● **WORK REQUIRED**
Count every line of the data that includes "InMemorySubscription". State only the number.

● **GIVEN RECORDS**
▼

//! インメモリの pub/sub バス
//!
//! ## 責務
//!
//! - トピックごとの発行と購読を提供する
//! - 購読者のいないトピックへの発行は破棄する
//!
//! ## 設計ノート
//!
//! 各トピックは `tokio::sync::broadcast` チャネルです。1つの `InMemoryBus` を
//! 共有する複数のハブは、同じ外部バスにつながった複数のバックエンド
//! インスタンスとして振る舞います。

use std::collections::HashMap;

use async_trait::async_trait;
use tokio::sync::{Mutex, broadcast};

use crate::domain::{BusError, BusSubscription, MessageBus};

/// トピックが購読者ごとに保持するレコード数の既定値
pub const DEFAULT_BUS_CAPACITY: usize = 1024;

#[derive(Debug)]
pub struct InMemoryBus {
    /// トピック → broadcast の送り手
    topics: Mutex<HashMap<String, broadcast::Sender<Vec<u8>>>>,
    /// トピックチャネルのバッファサイズ
    capacity: usize,
}

impl InMemoryBus {
    pub fn new(capacity: usize) -> Self {
        Self {
            topics: Mutex::new(HashMap::new()),
            capacity: capacity.max(1),
        }
    }

    /// トピックを破棄し、有効な購読をすべて終わらせる。
    ///
    /// 購読者からはブローカー切断と同じくストリームの終了に見える。
    pub async fn close_topic(&self, topic: &str) -> bool {
        self.topics.lock().await.remove(topic).is_some()
    }

    async fn topic(&self, topic: &str) -> broadcast::Sender<Vec<u8>> {
        let mut topics = self.topics.lock().await;
        topics
            .entry(topic.to_string())
            .or_insert_with(|| broadcast::channel(self.capacity).0)
            .clone()
    }
}

impl Default for InMemoryBus {
    fn default() -> Self {
        Self::new(DEFAULT_BUS_CAPACITY)
    }
}

#[async_trait]
impl MessageBus for InMemoryBus {
    async fn publish(&self, topic: &str, record: Vec<u8>) -> Result<(), BusError> {
        let sender = self.topic(topic).await;
        if sender.send(record).is_err() {
            tracing::trace!(topic, "No subscribers, bus record dropped");
        }
        Ok(())
    }

    async fn subscribe(&self, topic: &str) -> Result<Box<dyn BusSubscription>, BusError> {
        let receiver = self.topic(topic).await.subscribe();
        Ok(Box::new(InMemorySubscription {
            topic: topic.to_string(),
            receiver,
        }))
    }
}

struct InMemorySubscription {
    topic: String,
    receiver: broadcast::Receiver<Vec<u8>>,
}

#[async_trait]
impl BusSubscription for InMemorySubscription {
    async fn next_record(&mut self) -> Option<Vec<u8>> {
        loop {
            match self.receiver.recv().await {
                Ok(record) => return Some(record),
                Err(broadcast::error::RecvError::Lagged(skipped)) => {
                    tracing::warn!(topic = %self.topic, skipped, "Bus subscriber lagged, records skipped");
                }
                Err(broadcast::error::RecvError::Closed) => return None,
            }
        }
    }
}

#[cfg(test)]
mod tests {
    use std::time::Duration;

    use super::*;

    async fn next(subscription: &mut Box<dyn BusSubscription>) -> Option<Vec<u8>> {
        tokio::time::timeout(Duration::from_secs(1), subscription.next_record())
            .await
            .expect("timed out waiting for bus record")
    }

    #[tokio::test]
    async fn test_publish_reaches_every_subscriber_of_topic() {
        // テスト項目: トピックの全購読者にレコードが届き、他トピックには届かない
        // given (前提条件):
        let bus = InMemoryBus::default();
        let mut first = bus.subscribe("messages").await.unwrap();
        let mut second = bus.subscribe("messages").await.unwrap();
        let mut other = bus.subscribe("other").await.unwrap();

        // when (操作):
        bus.publish("messages", b"hello".to_vec()).await.unwrap();

        // then (期待する結果):
        assert_eq!(next(&mut first).await, Some(b"hello".to_vec()));
        assert_eq!(next(&mut second).await, Some(b"hello".to_vec()));
        assert!(
            tokio::time::timeout(Duration::from_millis(50), other.next_record())
                .await
                .is_err()
        );
    }

    #[tokio::test]
    async fn test_publish_without_subscribers_succeeds() {
        // テスト項目: 購読者がいなくても publish はエラーにならない
        // given (前提条件):
        let bus = InMemoryBus::default();

        // when (操作):
        let result = bus.publish("messages", b"dropped".to_vec()).await;

        // then (期待する結果):
        assert!(result.is_ok());
    }

    #[tokio::test]
    async fn test_lagged_subscriber_skips_to_newest_records() {
        // テスト項目: 遅れた購読者は古いレコードを読み飛ばして続行する
        // given (前提条件):
        let bus = InMemoryBus::new(2);
        let mut subscription = bus.subscribe("messages").await.unwrap();

        // when (操作):
        for i in 0..4_u8 {
            bus.publish("messages", vec![i]).await.unwrap();
        }

        // then (期待する結果):
        assert_eq!(next(&mut subscription).await, Some(vec![2]));
        assert_eq!(next(&mut subscription).await, Some(vec![3]));
    }

    #[tokio::test]
    async fn test_close_topic_ends_subscriptions() {
        // テスト項目: トピックを閉じると購読が終了する
        // given (前提条件):
        let bus = InMemoryBus::default();
        let mut subscription = bus.subscribe("messages").await.unwrap();

        // when (操作):
        let closed = bus.close_topic("messages").await;

        // then (期待する結果):
        assert!(closed);
        assert_eq!(next(&mut subscription).await, None);
    }
}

▲

● **OUTPUT FOR THIS TASK**
3